Lastly, in our study no major differences were observed in the incidence of T1DM between the different healthcare districts of Asturias, and those differences found are not clearly attributable to the healthcare district setting; that is, there are no differences in the incidence between predominantly rural areas and other more urban areas. Comparing our data with the previous study of this region,17 a practically generalised increase in the incidence can be seen, except in children under 15 years of age in the districts of Jarrio and Cangas del Narcea, probably due to the sample size. Therefore, there are no differences between predominantly rural areas and predominantly urban areas.

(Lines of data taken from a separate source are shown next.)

use std::fmt;
use std::str::FromStr;

use serde::{Deserialize, Serialize};
use thiserror::Error;

/// Severity of a log call, ordered from most to least verbose.
#[derive(Clone, Copy, Debug, Default, PartialEq, Eq, PartialOrd, Ord, Hash, Serialize, Deserialize)]
#[serde(rename_all = "lowercase")]
pub enum LogLevel {
    Debug,
    #[default]
    Info,
    Warn,
    Error,
}

/// Returned when a string does not name a known level.
#[derive(Clone, Debug, Error, PartialEq, Eq)]
#[error("unknown log level: {0}")]
pub struct ParseLevelError(pub String);

impl LogLevel {
    pub const ALL: [LogLevel; 4] = [Self::Debug, Self::Info, Self::Warn, Self::Error];

    /// Lowercase name used on the wire and in the environment.
    pub fn as_str(self) -> &'static str {
        match self {
            LogLevel::Debug => "debug",
            LogLevel::Info => "info",
            LogLevel::Warn => "warn",
            LogLevel::Error => "error",
        }
    }

    /// Parse a level string, returning `None` for anything unrecognised.
    pub fn parse_opt(s: &str) -> Option<Self> {
        s.parse().ok()
    }
}

impl fmt::Display for LogLevel {
    fn fmt(&self, f: &mut fmt::Formatter<'_>) -> fmt::Result {
        f.write_str(self.as_str())
    }
}

impl FromStr for LogLevel {
    type Err = ParseLevelError;

    fn from_str(s: &str) -> Result<Self, Self::Err> {
        match s {
            "debug" => Ok(Self::Debug),
            "info" => Ok(Self::Info),
            "warn" => Ok(Self::Warn),
            "error" => Ok(Self::Error),
            other => Err(ParseLevelError(other.to_owned())),
        }
    }
}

The main limitation of this study is the lack of a unified registry of T1DM diagnoses in Asturias and the fact that it has not been possible to ascertain the completeness of the data using the capture-recapture method. However, we believe that the sources used allow us to obtain a very real approximation of the diagnoses. Another limitation is the use of the criterion of need for insulin use in the first six months after diagnosis, since it can exclude patients who have T1DM but do not have that requirement initially. A strength of the study lies in the fact that the medical records of all the patients were reviewed to ensure that they met the inclusion criteria in the study, a fact of special relevance in elderly patients, given the complexity in distinguishing between T1DM and T2DM.
In conclusion, our study represents an update to the T1DM registry in Asturias and shows a high incidence. The incidence found is higher than that of previous studies, most probably due to an improvement in data collection and not to a real increase in incidence. No data were found to support an advance in the age of onset of T1DM. Our study also shows that a significant percentage of new diagnoses occur after childhood and adolescence. We believe that it is important to create a registry of T1DM diagnoses both regionally and nationally, and in both children and adults, in order to ensure the correct epidemiological assessment of the disease and, with it, improve patient care.
Conflicts of interestThe authors declare that they have no conflicts of interest.